There are shedloads of recipes around all claiming to offer you the perfect chip, that elusive combination of the soft fluffy middle and crisp crunchy exterior, but these triple cooked chips are about as close to perfect as I’ve found. They are also very easy although very time consuming to make, and while you will find plenty of recipes that cut some corners, if you are going to go to all of the effort of making such a thing then you really should do it properly.
There are a few key little things that make all the difference here. The most important one is also the annoyingly time consuming bit, making sure the chips are properly cooled between each round of cooking.
The pick of the spuds
To create the perfect chips you need to start with the right variety of potato.

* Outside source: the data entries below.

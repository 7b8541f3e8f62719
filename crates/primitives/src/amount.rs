//! Arbitrary-precision token amount parsing and approval bumping.

use alloy_primitives::U256;
use thiserror::Error;

/// An invalid token amount string.
#[derive(Error, Debug, PartialEq, Eq)]
pub enum AmountError {
    /// The string is not a plain base-10 unsigned integer.
    #[error("invalid number string: {0:?}")]
    InvalidNumber(String),
    /// The value does not fit 256 bits.
    #[error("amount overflows 256 bits: {0:?}")]
    Overflow(String),
}

/// Parses a decimal string into a 256-bit unsigned amount.
///
/// Rejects empty strings, signs, separators and anything non-decimal.
pub fn parse_amount(s: &str) -> Result<U256, AmountError> {
    if s.is_empty() || !s.bytes().all(|b| b.is_ascii_digit()) {
        return Err(AmountError::InvalidNumber(s.to_string()));
    }
    U256::from_str_radix(s, 10).map_err(|_| AmountError::Overflow(s.to_string()))
}

/// Bumps an approval amount by 5%, integer-truncated: `(n · 105) / 100`.
///
/// Approvals are set above the requested amount so that demurrage decay
/// between signing and execution cannot leave the allowance short.
pub fn bump_approval(amount: U256) -> Result<U256, AmountError> {
    amount
        .checked_mul(U256::from(105u64))
        .map(|wide| wide / U256::from(100u64))
        .ok_or_else(|| AmountError::Overflow(amount.to_string()))
}

#[cfg(test)]
mod tests {
    use super::*;
    use proptest::prelude::*;

    #[test]
    fn parses_plain_decimals() {
        assert_eq!(parse_amount("0").unwrap(), U256::ZERO);
        assert_eq!(parse_amount("1000000").unwrap(), U256::from(1_000_000u64));
    }

    #[test]
    fn rejects_signs_and_garbage() {
        for bad in ["", "-1", "+1", "1.5", "0x10", "1_000", " 1", "1e6"] {
            assert!(parse_amount(bad).is_err(), "{bad:?} should be rejected");
        }
    }

    #[test]
    fn bump_is_integer_truncated() {
        assert_eq!(bump_approval(U256::from(100u64)).unwrap(), U256::from(105u64));
        // 101 * 105 / 100 = 106.05 -> 106
        assert_eq!(bump_approval(U256::from(101u64)).unwrap(), U256::from(106u64));
        assert_eq!(bump_approval(U256::ZERO).unwrap(), U256::ZERO);
    }

    #[test]
    fn bump_overflow_surfaces() {
        assert_eq!(
            bump_approval(U256::MAX),
            Err(AmountError::Overflow(U256::MAX.to_string()))
        );
    }

    proptest! {
        #[test]
        fn bump_never_shrinks(n in 0u128..u128::MAX) {
            let amount = U256::from(n);
            let bumped = bump_approval(amount).unwrap();
            prop_assert!(bumped >= amount);
            prop_assert_eq!(bumped, amount * U256::from(105u64) / U256::from(100u64));
        }
    }
}
//! Demurrage ERC20 deployment intent handler.

use crate::{contracts, kind, WorkerContainer};
use alloy_primitives::{Address, U256};
use alloy_sol_types::SolCall;
use anyhow::{Context, Result};
use async_trait::async_trait;
use custodia_chain::{abi, GasSettings};
use custodia_primitives::{parse_amount, OtxType};
use custodia_queue::{Job, JobHandler, JobOutcome};
use serde::{Deserialize, Serialize};
use std::sync::Arc;
use uuid::Uuid;

/// Payload of a [kind::DEMURRAGE_TOKEN_DEPLOY] job.
#[derive(Debug, Clone, Serialize, Deserialize)]
#[serde(rename_all = "camelCase")]
pub struct DemurrageTokenDeployArgs {
    /// Intent correlation token.
    pub tracking_id: Uuid,
    /// Token name.
    pub name: String,
    /// Token symbol.
    pub symbol: String,
    /// Token decimals.
    pub decimals: u8,
    /// Decimal amount minted to the initial mintee.
    pub initial_supply: String,
    /// Receiver of the initial supply.
    pub initial_mintee: Address,
    /// Final owner the contract is handed to.
    pub owner: Address,
    /// Receiver of decayed value.
    pub sink_address: Address,
    /// Demurrage percentage per redistribution period.
    pub demurrage_rate: String,
    /// Redistribution period, in minutes.
    pub demurrage_period: String,
}

/// Same sequence skeleton as the standard deploy, with the demurrage token
/// bytecode and a per-minute decay level derived from the requested rate and
/// period.
#[derive(Debug)]
pub struct DemurrageTokenDeployWorker {
    wc: Arc<WorkerContainer>,
}

impl DemurrageTokenDeployWorker {
    /// Creates the handler.
    pub const fn new(wc: Arc<WorkerContainer>) -> Self {
        Self { wc }
    }
}

#[async_trait]
impl JobHandler for DemurrageTokenDeployWorker {
    fn kind(&self) -> &'static str {
        kind::DEMURRAGE_TOKEN_DEPLOY
    }

    async fn run(&self, job: Job) -> Result<JobOutcome> {
        let args: DemurrageTokenDeployArgs = job.decode_args()?;
        let initial_supply = parse_amount(&args.initial_supply)?;
        let rate: f64 = args.demurrage_rate.parse().context("malformed demurrage rate")?;
        let period: u64 =
            args.demurrage_period.parse().context("malformed demurrage period")?;
        let decay_level = contracts::demurrage_decay_level(rate, period)?;

        let gas = self.wc.gas_oracle.get();
        let deploy_gas = GasSettings { gas_limit: contracts::DEPLOY_GAS_LIMIT, ..gas };

        let init_code = contracts::erc20_demurrage_init_code(
            &args.name,
            &args.symbol,
            args.decimals,
            decay_level,
            period,
            args.sink_address,
        )?;

        let mut tx = self.wc.store.begin().await?;

        let master = self.wc.store.load_master_keypair(&mut tx).await?;
        let signer = master.signer()?;

        let deploy = self
            .wc
            .stage_deploy(
                &mut tx,
                args.tracking_id,
                OtxType::DemurrageTokenDeploy,
                &signer,
                master.public_address,
                init_code,
                &deploy_gas,
            )
            .await?;
        let token_address = master.public_address.create(deploy.nonce);

        let index_add = self
            .wc
            .stage_execution(
                &mut tx,
                args.tracking_id,
                OtxType::IndexAdd,
                &signer,
                master.public_address,
                self.wc.registry.token_index,
                abi::addCall { subject: token_address }.abi_encode().into(),
                U256::ZERO,
                &gas,
            )
            .await?;

        let mint = self
            .wc
            .stage_execution(
                &mut tx,
                args.tracking_id,
                OtxType::TokenTransfer,
                &signer,
                master.public_address,
                token_address,
                abi::mintToCall { to: args.initial_mintee, value: initial_supply }
                    .abi_encode()
                    .into(),
                U256::ZERO,
                &gas,
            )
            .await?;

        let handover = self
            .wc
            .stage_execution(
                &mut tx,
                args.tracking_id,
                OtxType::TransferOwnership,
                &signer,
                master.public_address,
                token_address,
                abi::transferOwnershipCall { newOwner: args.owner }.abi_encode().into(),
                U256::ZERO,
                &gas,
            )
            .await?;

        self.wc
            .queue
            .insert_many(
                &mut tx,
                vec![
                    self.wc.dispatch_spec(args.tracking_id, &deploy, 1)?,
                    self.wc.dispatch_spec(args.tracking_id, &index_add, 2)?,
                    self.wc.dispatch_spec(args.tracking_id, &mint, 3)?,
                    self.wc.dispatch_spec(args.tracking_id, &handover, 4)?,
                ],
            )
            .await?;

        tx.commit().await?;
        Ok(JobOutcome::Complete)
    }
}
//! Adaptrack core building blocks
//!
//! Domain-free containers and numeric helpers shared by the tracking crates.

pub mod ring;
pub mod stats;

pub use ring::RingBuffer;
pub use stats::Summary;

It’s all about the amount of dry matter compared to water that they contain, the level of starch, and how well they hold together when boiling.
In his book In Search of Perfection, Heston Blumenthal tests several different varieties of potato, cooking them all in the same way and assessing the results. The undoubted stars of his test are Maris Piper and Arran Victory, they both end up with just the right kind of fluffy in the middle and the right sort of crunchy skin on the outside.
Arran Victory might be trickier to find, but you can lay your hands on Maris Pipers in just about any supermarket or grocer (in the UK at least), and they are definitely the spud to go for.
How to cook them
This really is very easy, it is just time consuming and requires a few minutes of close attention at each stage of cooking.
- Sea salta bit
Peel and cut the potatoes into thick chips. The length doesn’t matter at all, but they should all be approximately the same thickness, about 1.5cm (¾”) is great.
Run the chips under cold running water for a minute or two until the water runs clear, this is to remove starch from the potatoes.
Bring a large pan of salted water to the boil. This should be far more salty than you probably normally use for boiling potatoes or vegetables, approx. 10g of salt per litre of water.
Once the water is boiling, add the chips and bring it back to the boil, then simmer gently until they are cooked to the point of almost falling apart. Do NOT be tempted to turn the water up to a higher boil, or the outside of the potatoes will fall apart before they are cooked all the way through.
Use a slotted spoon to remove the chips and put them on a wire rack to steam. Leave them until they are cool and then put them in the fridge until they are properly cold.
Heat the oil in a deep fat fryer or large deep pan to 130°C (250°F) and fry the chips until they have a dry look and have changed to a very slightly golden colour. This will only take a minute or two, so watch them carefully.
Remove them to the rack again and repeat the same cooling process, moving them to the fridge and waiting again until they are completely cold.
Heat the oil to 190°C (375°F) and fry the chips until the outside looks crunchy, crisp and beautifully golden.
Drain and serve immediately with plenty of salt and vinegar.
at this point you can keep the chips in a closed container in the fridge for a day or two if you are the kind of organised person who likes to prepare things in advance.